━━ Records for this task ━━

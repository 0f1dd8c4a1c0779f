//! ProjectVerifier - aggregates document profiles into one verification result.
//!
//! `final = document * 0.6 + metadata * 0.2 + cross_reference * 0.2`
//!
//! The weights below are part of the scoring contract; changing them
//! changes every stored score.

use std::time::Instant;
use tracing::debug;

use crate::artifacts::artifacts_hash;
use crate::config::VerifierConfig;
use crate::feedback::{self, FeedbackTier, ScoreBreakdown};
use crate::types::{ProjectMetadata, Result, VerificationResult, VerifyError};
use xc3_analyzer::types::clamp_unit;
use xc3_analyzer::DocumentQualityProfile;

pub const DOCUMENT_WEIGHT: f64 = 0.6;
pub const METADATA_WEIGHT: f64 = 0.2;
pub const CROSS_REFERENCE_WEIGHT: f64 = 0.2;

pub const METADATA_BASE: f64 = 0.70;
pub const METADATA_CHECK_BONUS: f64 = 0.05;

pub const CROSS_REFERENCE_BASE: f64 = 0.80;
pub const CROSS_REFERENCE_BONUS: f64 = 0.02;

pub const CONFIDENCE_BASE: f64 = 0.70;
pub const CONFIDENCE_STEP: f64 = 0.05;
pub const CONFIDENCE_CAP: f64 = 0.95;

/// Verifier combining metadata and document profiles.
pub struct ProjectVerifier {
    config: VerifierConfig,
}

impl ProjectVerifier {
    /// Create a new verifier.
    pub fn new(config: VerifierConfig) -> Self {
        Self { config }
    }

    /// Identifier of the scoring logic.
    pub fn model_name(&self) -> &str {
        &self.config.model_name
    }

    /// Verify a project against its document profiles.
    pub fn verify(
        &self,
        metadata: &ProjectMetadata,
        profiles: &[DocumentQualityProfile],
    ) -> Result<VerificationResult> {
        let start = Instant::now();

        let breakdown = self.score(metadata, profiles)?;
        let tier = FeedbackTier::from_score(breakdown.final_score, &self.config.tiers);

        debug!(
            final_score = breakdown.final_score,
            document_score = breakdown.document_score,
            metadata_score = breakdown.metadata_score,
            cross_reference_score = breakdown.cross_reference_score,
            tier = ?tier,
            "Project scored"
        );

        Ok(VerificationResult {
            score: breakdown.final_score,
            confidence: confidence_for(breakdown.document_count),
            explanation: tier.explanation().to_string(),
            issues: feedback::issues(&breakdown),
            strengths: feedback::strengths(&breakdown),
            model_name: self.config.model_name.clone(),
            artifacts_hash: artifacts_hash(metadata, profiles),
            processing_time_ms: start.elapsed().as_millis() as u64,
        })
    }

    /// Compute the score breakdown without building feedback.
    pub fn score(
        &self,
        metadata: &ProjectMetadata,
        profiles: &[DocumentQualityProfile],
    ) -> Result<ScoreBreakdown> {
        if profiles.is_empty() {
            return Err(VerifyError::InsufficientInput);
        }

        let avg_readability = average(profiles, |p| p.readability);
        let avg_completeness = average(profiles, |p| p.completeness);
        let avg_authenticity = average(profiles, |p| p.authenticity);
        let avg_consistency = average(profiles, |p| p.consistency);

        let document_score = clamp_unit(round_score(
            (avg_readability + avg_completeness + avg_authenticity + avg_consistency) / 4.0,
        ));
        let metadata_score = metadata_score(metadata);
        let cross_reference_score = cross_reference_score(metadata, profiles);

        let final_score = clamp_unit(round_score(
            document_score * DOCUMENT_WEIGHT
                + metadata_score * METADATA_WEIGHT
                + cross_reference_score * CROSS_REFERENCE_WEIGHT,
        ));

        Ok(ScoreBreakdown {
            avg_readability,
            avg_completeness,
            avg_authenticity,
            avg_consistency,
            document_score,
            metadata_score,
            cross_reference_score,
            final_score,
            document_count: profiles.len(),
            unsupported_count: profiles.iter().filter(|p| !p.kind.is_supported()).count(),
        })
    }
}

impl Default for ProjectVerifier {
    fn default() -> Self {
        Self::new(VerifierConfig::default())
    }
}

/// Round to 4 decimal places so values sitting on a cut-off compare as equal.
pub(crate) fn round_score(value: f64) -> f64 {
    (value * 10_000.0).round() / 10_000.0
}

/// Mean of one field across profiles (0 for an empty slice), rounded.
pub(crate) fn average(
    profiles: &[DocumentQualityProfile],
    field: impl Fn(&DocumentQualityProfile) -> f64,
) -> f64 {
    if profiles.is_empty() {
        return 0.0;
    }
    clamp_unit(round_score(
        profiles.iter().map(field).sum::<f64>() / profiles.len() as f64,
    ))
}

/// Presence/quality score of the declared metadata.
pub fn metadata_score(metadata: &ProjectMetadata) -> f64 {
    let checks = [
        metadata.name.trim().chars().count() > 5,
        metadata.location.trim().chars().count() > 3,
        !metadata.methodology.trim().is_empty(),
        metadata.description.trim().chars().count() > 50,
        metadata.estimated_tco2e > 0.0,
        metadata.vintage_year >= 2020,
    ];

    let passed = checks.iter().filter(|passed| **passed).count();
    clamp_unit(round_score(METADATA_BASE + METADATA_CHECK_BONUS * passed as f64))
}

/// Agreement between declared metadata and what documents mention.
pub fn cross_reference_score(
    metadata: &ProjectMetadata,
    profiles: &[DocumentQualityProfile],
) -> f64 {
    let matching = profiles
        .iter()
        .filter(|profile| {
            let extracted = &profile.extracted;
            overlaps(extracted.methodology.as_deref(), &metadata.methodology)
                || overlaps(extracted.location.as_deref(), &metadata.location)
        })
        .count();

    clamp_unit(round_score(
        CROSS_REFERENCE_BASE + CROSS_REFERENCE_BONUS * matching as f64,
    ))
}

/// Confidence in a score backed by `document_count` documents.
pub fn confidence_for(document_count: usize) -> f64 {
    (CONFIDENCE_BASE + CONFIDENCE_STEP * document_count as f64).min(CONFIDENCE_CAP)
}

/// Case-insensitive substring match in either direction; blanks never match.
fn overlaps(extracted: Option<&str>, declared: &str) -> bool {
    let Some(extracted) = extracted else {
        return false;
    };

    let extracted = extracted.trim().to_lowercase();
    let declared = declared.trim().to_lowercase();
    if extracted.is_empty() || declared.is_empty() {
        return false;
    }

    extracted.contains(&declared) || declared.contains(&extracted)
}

━━━
━━ Records for this task ━━

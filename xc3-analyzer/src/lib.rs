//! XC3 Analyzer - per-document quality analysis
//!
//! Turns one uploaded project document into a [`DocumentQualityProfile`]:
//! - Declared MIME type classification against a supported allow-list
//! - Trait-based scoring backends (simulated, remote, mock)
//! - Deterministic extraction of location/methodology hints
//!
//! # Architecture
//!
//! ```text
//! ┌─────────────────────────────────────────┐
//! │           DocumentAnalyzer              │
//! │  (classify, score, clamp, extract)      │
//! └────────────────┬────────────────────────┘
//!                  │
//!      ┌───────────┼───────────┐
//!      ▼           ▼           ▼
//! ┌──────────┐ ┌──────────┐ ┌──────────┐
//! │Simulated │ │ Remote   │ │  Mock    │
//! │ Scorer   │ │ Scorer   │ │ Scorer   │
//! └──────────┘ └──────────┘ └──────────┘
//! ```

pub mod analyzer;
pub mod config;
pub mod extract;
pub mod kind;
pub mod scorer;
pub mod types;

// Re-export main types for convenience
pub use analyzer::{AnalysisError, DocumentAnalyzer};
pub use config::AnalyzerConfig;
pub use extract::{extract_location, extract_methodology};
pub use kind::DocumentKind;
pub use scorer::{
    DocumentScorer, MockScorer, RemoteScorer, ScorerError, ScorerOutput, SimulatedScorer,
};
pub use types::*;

━━━

### What is required
From the line holding "let matching = profiles" to the line holding "let extracted = extracted.trim().to_lowercase();", inclusive, restate each line above exactly as written.

### Your response
    let matching = profiles
        .iter()
        .filter(|profile| {
            let extracted = &profile.extracted;
            overlaps(extracted.methodology.as_deref(), &metadata.methodology)
                || overlaps(extracted.location.as_deref(), &metadata.location)
        })
        .count();

    clamp_unit(round_score(
        CROSS_REFERENCE_BASE + CROSS_REFERENCE_BONUS * matching as f64,
    ))
}

/// Confidence in a score backed by `document_count` documents.
pub fn confidence_for(document_count: usize) -> f64 {
    (CONFIDENCE_BASE + CONFIDENCE_STEP * document_count as f64).min(CONFIDENCE_CAP)
}

/// Case-insensitive substring match in either direction; blanks never match.
fn overlaps(extracted: Option<&str>, declared: &str) -> bool {
    let Some(extracted) = extracted else {
        return false;
    };

    let extracted = extracted.trim().to_lowercase();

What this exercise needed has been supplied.